Application memory sizing
This page is intended to provide guidance to application developers using OKD on:
Determining the memory and risk requirements of a containerized application component and configuring the container memory parameters to suit those requirements.
Configuring containerized application runtimes (for example, OpenJDK) to adhere optimally to the configured container memory parameters.
Diagnosing and resolving memory-related error conditions associated with running in a container.
It is recommended to read fully the overview of how OKD manages Compute Resources before proceeding.
For the purposes of sizing application memory, the key points are:
For each kind of resource (memory, cpu, storage), OKD allows optional request and limit values to be placed on each container in a pod.

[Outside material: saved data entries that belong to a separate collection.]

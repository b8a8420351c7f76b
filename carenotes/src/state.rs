use axum::extract::FromRef;

use crate::{browser::SharedNoteApi, db::DB, shared::views::Views};

#[derive(FromRef, Clone)]
pub struct AppState {
    pub conn: DB,
    pub views: Views,
    pub notes: SharedNoteApi,
}
// Copyright (c) 2026 Graphcore Ltd. All rights reserved.

//! Events that tasks can wait on.

pub mod once;
// Copyright (c) 2026 Graphcore Ltd. All rights reserved.

//! A data source.
//!
//! The data source produces data as defined by the [DataGenerator] that is
//! provided. Once the generator is exhausted the source closes its output, so
//! the source is the root of the termination of a model.
//!
//! # Ports
//!
//! This component has:
//!  - One [output port](galton_engine::port::OutPort): `tx`

use std::cell::RefCell;
use std::fmt;
use std::rc::Rc;

use async_trait::async_trait;
use galton_engine::engine::Engine;
use galton_engine::port::{OutPort, PortStateResult};
use galton_engine::traits::{Runnable, SimObject};
use galton_engine::types::{SimError, SimResult};
use galton_track::entity::Entity;
use galton_track::{debug, exit};

use crate::types::DataGenerator;
use crate::{connect_tx, take_option};

#[macro_export]
/// Build a generator that produces `$value` `$repeat` times.
macro_rules! option_box_repeat {
    ($value:expr ; $repeat:expr) => {
        Some(Box::new(std::iter::repeat($value).take($repeat)))
    };
}

pub struct Source<T>
where
    T: SimObject,
{
    entity: Rc<Entity>,
    data_generator: RefCell<Option<DataGenerator<T>>>,
    tx: RefCell<Option<OutPort<T>>>,
    num_sent: RefCell<usize>,
}

impl<T> fmt::Display for Source<T>
where
    T: SimObject,
{
    fn fmt(&self, f: &mut fmt::Formatter<'_>) -> fmt::Result {
        self.entity.fmt(f)
    }
}

impl<T> Source<T>
where
    T: SimObject,
{
    /// Create a source and register it with the `engine`.
    ///
    /// A source without a generator sends nothing and closes its output as
    /// soon as it runs.
    pub fn new_and_register(
        engine: &Engine,
        parent: &Rc<Entity>,
        name: &str,
        data_generator: Option<DataGenerator<T>>,
    ) -> Result<Rc<Self>, SimError> {
        let entity = Rc::new(Entity::new(parent, name));
        let tx = OutPort::new(&entity, "tx");
        let rc_self = Rc::new(Self {
            entity,
            data_generator: RefCell::new(data_generator),
            tx: RefCell::new(Some(tx)),
            num_sent: RefCell::new(0),
        });
        engine.register(rc_self.clone());
        Ok(rc_self)
    }

    #[must_use]
    pub fn entity(&self) -> &Rc<Entity> {
        &self.entity
    }

    pub fn set_generator(&self, data_generator: Option<DataGenerator<T>>) {
        *self.data_generator.borrow_mut() = data_generator;
    }

    pub fn connect_port_tx(&self, port_state: PortStateResult<T>) -> SimResult {
        connect_tx!(self.tx, connect ; port_state)
    }

    #[must_use]
    pub fn num_sent(&self) -> usize {
        *self.num_sent.borrow()
    }
}

#[async_trait(?Send)]
impl<T> Runnable for Source<T>
where
    T: SimObject,
{
    async fn run(&self) -> SimResult {
        let tx = take_option!(self.tx);
        let data_generator = self.data_generator.borrow_mut().take();

        if let Some(data_generator) = data_generator {
            for value in data_generator {
                exit!(self.entity ; value.id());
                tx.put(value)?.await;
                *self.num_sent.borrow_mut() += 1;
            }
        }

        debug!(self.entity ; "sent {}, closing", self.num_sent());
        tx.close()
    }
}
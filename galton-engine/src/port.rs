// Copyright (c) 2026 Graphcore Ltd. All rights reserved.

//! Port
//!
//! An [`InPort`] owns the state of an unbuffered channel. Each producer
//! connects an [`OutPort`] to it, up to the number of producers the channel
//! was created with.
//!
//! A [`put`](OutPort::put) completes only once the consumer has taken that
//! value. When several producers are blocked on the same channel their values
//! are delivered one at a time.
//!
//! The channel keeps a count of the producers that have not yet closed. Each
//! producer [`close`](OutPort::close)s its end once it will never send again.
//! The close that brings the count to zero closes the channel, after which
//! [`get`](InPort::get) resolves to `None`.

use std::cell::RefCell;
use std::fmt;
use std::pin::Pin;
use std::rc::Rc;
use std::sync::atomic::AtomicUsize;
use std::sync::atomic::Ordering::{AcqRel, Acquire};
use std::task::{Context, Poll, Waker};

use futures::Future;
use futures::future::FusedFuture;
use galton_track::entity::Entity;
use galton_track::{connect, debug};

use crate::sim_error;
use crate::traits::SimObject;
use crate::types::{SimError, SimResult};

pub type PortStateResult<T> = Result<Rc<PortState<T>>, SimError>;
pub type PortGetResult<T> = Result<PortGet<T>, SimError>;
pub type PortPutResult<T> = Result<PortPut<T>, SimError>;

pub struct PortState<T>
where
    T: SimObject,
{
    value: RefCell<Option<T>>,
    waiting_get: RefCell<Option<Waker>>,
    waiting_put: RefCell<Vec<Waker>>,

    /// Number of values placed in the channel so far.
    num_put: RefCell<u64>,

    /// Number of values taken by the consumer so far.
    num_taken: RefCell<u64>,

    num_producers: usize,
    num_connected: RefCell<usize>,
    remaining_producers: AtomicUsize,
    closed: RefCell<bool>,

    pub in_port_entity: Rc<Entity>,
}

impl<T> PortState<T>
where
    T: SimObject,
{
    fn new(in_port_entity: Rc<Entity>, num_producers: usize) -> Self {
        Self {
            value: RefCell::new(None),
            waiting_get: RefCell::new(None),
            waiting_put: RefCell::new(Vec::new()),
            num_put: RefCell::new(0),
            num_taken: RefCell::new(0),
            num_producers,
            num_connected: RefCell::new(0),
            remaining_producers: AtomicUsize::new(num_producers),
            closed: RefCell::new(false),
            in_port_entity,
        }
    }

    /// Record that one producer will never send again.
    ///
    /// The decrement and the close are a single step so exactly one producer
    /// performs the close.
    fn producer_done(&self) -> SimResult {
        let previous = self
            .remaining_producers
            .fetch_update(AcqRel, Acquire, |remaining| remaining.checked_sub(1));

        // Neither error is reachable while connections are limited to
        // `num_producers` and `OutPort::close` consumes the port.
        match previous {
            Err(_) => sim_error!(format!(
                "{} closed more times than it has producers",
                self.in_port_entity
            )),
            Ok(1) => {
                let mut closed = self.closed.borrow_mut();
                if *closed {
                    return sim_error!(format!("{} closed twice", self.in_port_entity));
                }
                *closed = true;
                debug!(self.in_port_entity ; "closed");

                if let Some(waker) = self.waiting_get.borrow_mut().take() {
                    waker.wake();
                }
                Ok(())
            }
            Ok(_) => Ok(()),
        }
    }

    fn wake_putters(&self) {
        for waker in self.waiting_put.borrow_mut().drain(..) {
            waker.wake();
        }
    }
}

pub struct InPort<T>
where
    T: SimObject,
{
    pub entity: Rc<Entity>,
    state: Rc<PortState<T>>,
}

impl<T> fmt::Display for InPort<T>
where
    T: SimObject,
{
    fn fmt(&self, f: &mut fmt::Formatter<'_>) -> fmt::Result {
        self.entity.fmt(f)
    }
}

impl<T> InPort<T>
where
    T: SimObject,
{
    /// Create a port fed by a single producer.
    #[must_use]
    pub fn new(parent: &Rc<Entity>, name: &str) -> Self {
        Self::with_entity(Rc::new(Entity::new(parent, name)), 1)
    }

    /// Create a port that is fed by `num_producers` producers and will close
    /// once all of them have closed.
    pub fn new_with_producers(
        parent: &Rc<Entity>,
        name: &str,
        num_producers: usize,
    ) -> Result<Self, SimError> {
        let entity = Rc::new(Entity::new(parent, name));
        if num_producers == 0 {
            return sim_error!(format!("{entity} must have at least one producer"));
        }
        Ok(Self::with_entity(entity, num_producers))
    }

    fn with_entity(entity: Rc<Entity>, num_producers: usize) -> Self {
        Self {
            entity: entity.clone(),
            state: Rc::new(PortState::new(entity, num_producers)),
        }
    }

    /// Hand out the channel state to a producer.
    pub fn state(&self) -> PortStateResult<T> {
        let mut num_connected = self.state.num_connected.borrow_mut();
        if *num_connected == self.state.num_producers {
            return sim_error!(format!("{self} already connected"));
        }

        *num_connected += 1;
        Ok(self.state.clone())
    }

    #[must_use = "Futures do nothing unless you `.await` or otherwise use them"]
    pub fn get(&self) -> PortGetResult<T> {
        if *self.state.num_connected.borrow() == 0 {
            return sim_error!(format!("{self} not connected"));
        }

        Ok(PortGet {
            state: self.state.clone(),
            done: false,
        })
    }

    #[must_use]
    pub fn num_producers(&self) -> usize {
        self.state.num_producers
    }

    #[must_use]
    pub fn num_connected(&self) -> usize {
        *self.state.num_connected.borrow()
    }

    #[must_use]
    pub fn is_closed(&self) -> bool {
        *self.state.closed.borrow()
    }
}

pub struct OutPort<T>
where
    T: SimObject,
{
    pub entity: Rc<Entity>,
    state: Option<Rc<PortState<T>>>,
}

impl<T> fmt::Display for OutPort<T>
where
    T: SimObject,
{
    fn fmt(&self, f: &mut fmt::Formatter<'_>) -> fmt::Result {
        self.entity.fmt(f)
    }
}

impl<T> OutPort<T>
where
    T: SimObject,
{
    #[must_use]
    pub fn new(parent: &Rc<Entity>, name: &str) -> Self {
        let entity = Rc::new(Entity::new(parent, name));
        Self {
            entity,
            state: None,
        }
    }

    pub fn connect(&mut self, port_state: PortStateResult<T>) -> SimResult {
        let port_state = port_state?;

        connect!(self.entity ; port_state.in_port_entity);
        match self.state {
            Some(_) => {
                return sim_error!(format!("{self} already connected"));
            }
            None => {
                self.state = Some(port_state);
            }
        }
        Ok(())
    }

    #[must_use = "Futures do nothing unless you `.await` or otherwise use them"]
    pub fn put(&self, value: T) -> PortPutResult<T> {
        let state = match self.state.as_ref() {
            Some(s) => s.clone(),
            None => return sim_error!(format!("{self} not connected")),
        };
        Ok(PortPut {
            state,
            value: RefCell::new(Some(value)),
            ticket: RefCell::new(None),
            done: RefCell::new(false),
        })
    }

    /// Signal that this producer will never send again.
    pub fn close(self) -> SimResult {
        match self.state.as_ref() {
            Some(state) => state.producer_done(),
            None => sim_error!(format!("{self} not connected")),
        }
    }
}

pub struct PortPut<T>
where
    T: SimObject,
{
    state: Rc<PortState<T>>,
    value: RefCell<Option<T>>,

    /// Position of the value in the channel once it has been placed.
    ticket: RefCell<Option<u64>>,
    done: RefCell<bool>,
}

impl<T> Future for PortPut<T>
where
    T: SimObject,
{
    type Output = ();

    fn poll(self: Pin<&mut Self>, cx: &mut Context<'_>) -> Poll<Self::Output> {
        let ticket = *self.ticket.borrow();
        match ticket {
            Some(ticket) => {
                if *self.state.num_taken.borrow() > ticket {
                    // The value has been consumed
                    *self.done.borrow_mut() = true;
                    return Poll::Ready(());
                }
            }
            None => {
                if self.state.value.borrow().is_none() {
                    if let Some(value) = self.value.borrow_mut().take() {
                        *self.state.value.borrow_mut() = Some(value);

                        let mut num_put = self.state.num_put.borrow_mut();
                        *self.ticket.borrow_mut() = Some(*num_put);
                        *num_put += 1;

                        if let Some(waker) = self.state.waiting_get.borrow_mut().take() {
                            waker.wake();
                        }
                    }
                }
                // Otherwise another producer's value is waiting to be consumed
            }
        }

        self.state
            .waiting_put
            .borrow_mut()
            .push(cx.waker().clone());
        Poll::Pending
    }
}

impl<T> FusedFuture for PortPut<T>
where
    T: SimObject,
{
    fn is_terminated(&self) -> bool {
        *self.done.borrow()
    }
}

pub struct PortGet<T>
where
    T: SimObject,
{
    state: Rc<PortState<T>>,
    done: bool,
}

impl<T> Future for PortGet<T>
where
    T: SimObject,
{
    type Output = Option<T>;

    fn poll(mut self: Pin<&mut Self>, cx: &mut Context<'_>) -> Poll<Self::Output> {
        let value = self.state.value.borrow_mut().take();
        if let Some(value) = value {
            self.done = true;
            *self.state.num_taken.borrow_mut() += 1;
            self.state.wake_putters();
            Poll::Ready(Some(value))
        } else if *self.state.closed.borrow() {
            self.done = true;
            Poll::Ready(None)
        } else {
            *self.state.waiting_get.borrow_mut() = Some(cx.waker().clone());
            Poll::Pending
        }
    }
}

impl<T> FusedFuture for PortGet<T>
where
    T: SimObject,
{
    fn is_terminated(&self) -> bool {
        self.done
    }
}
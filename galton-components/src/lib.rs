// Copyright (c) 2026 Graphcore Ltd. All rights reserved.

//! Simulation components.
//!
//! Every component owns its ports and is registered with the
//! [`Engine`](galton_engine::engine::Engine) on construction so that its
//! `run()` is spawned when the simulation starts. Components forward the end
//! of their input stream by closing all of their outputs once their input has
//! closed.

pub mod completion;
pub mod connect;
pub mod router;
pub mod sink;
pub mod source;
pub mod types;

For the purposes of this page, we are solely interested in memory requests and memory limits.
The memory request value, if specified, influences the OKD scheduler. The scheduler considers the memory request when scheduling a container to a node, then fences off the requested memory on the chosen node for the use of the container.
If a node’s memory is exhausted, OKD prioritizes evicting its containers whose memory usage most exceeds their memory request. In serious cases of memory exhaustion, the node OOM killer may select and kill a process in a container based on a similar metric.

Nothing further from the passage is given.